= Record extracts =
//! Build script for pylon-ffi
//!
//! Generates the pylon.h C header with cbindgen.

use std::env;
use std::path::PathBuf;

fn main() {
    println!("cargo:rerun-if-changed=cbindgen.toml");
    println!("cargo:rerun-if-changed=src");

    let Ok(crate_dir) = env::var("CARGO_MANIFEST_DIR") else {
        return;
    };
    let crate_dir = PathBuf::from(crate_dir);

    let target_dir = env::var("CARGO_TARGET_DIR").map_or_else(
        |_| crate_dir.join("..").join("..").join("target"),
        PathBuf::from,
    );
    let header_path = target_dir.join("include").join("pylon.h");

    if let Some(parent) = header_path.parent() {
        std::fs::create_dir_all(parent).ok();
    }

    let config = match cbindgen::Config::from_file(crate_dir.join("cbindgen.toml")) {
        Ok(config) => config,
        Err(e) => {
            println!("cargo:warning=cbindgen.toml could not be read: {e}");
            return;
        }
    };

    match cbindgen::Builder::new()
        .with_crate(&crate_dir)
        .with_config(config)
        .generate()
    {
        Ok(bindings) => {
            bindings.write_to_file(&header_path);
        }
        Err(e) => {
            // Header generation is best effort; the library still builds.
            println!("cargo:warning=cbindgen failed: {e}");
        }
    }
}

= What to do =
Output only the lines from the top of the entries through the one holding "match cbindgen::Builder::new()", copied exactly.

= Answer section =
//! Build script for pylon-ffi
//!
//! Generates the pylon.h C header with cbindgen.

use std::env;
use std::path::PathBuf;

fn main() {
    println!("cargo:rerun-if-changed=cbindgen.toml");
    println!("cargo:rerun-if-changed=src");

    let Ok(crate_dir) = env::var("CARGO_MANIFEST_DIR") else {
        return;
    };
    let crate_dir = PathBuf::from(crate_dir);

    let target_dir = env::var("CARGO_TARGET_DIR").map_or_else(
        |_| crate_dir.join("..").join("..").join("target"),
        PathBuf::from,
    );
    let header_path = target_dir.join("include").join("pylon.h");

    if let Some(parent) = header_path.parent() {
        std::fs::create_dir_all(parent).ok();
    }

    let config = match cbindgen::Config::from_file(crate_dir.join("cbindgen.toml")) {
        Ok(config) => config,
        Err(e) => {
            println!("cargo:warning=cbindgen.toml could not be read: {e}");
            return;
        }
    };

    match cbindgen::Builder::new()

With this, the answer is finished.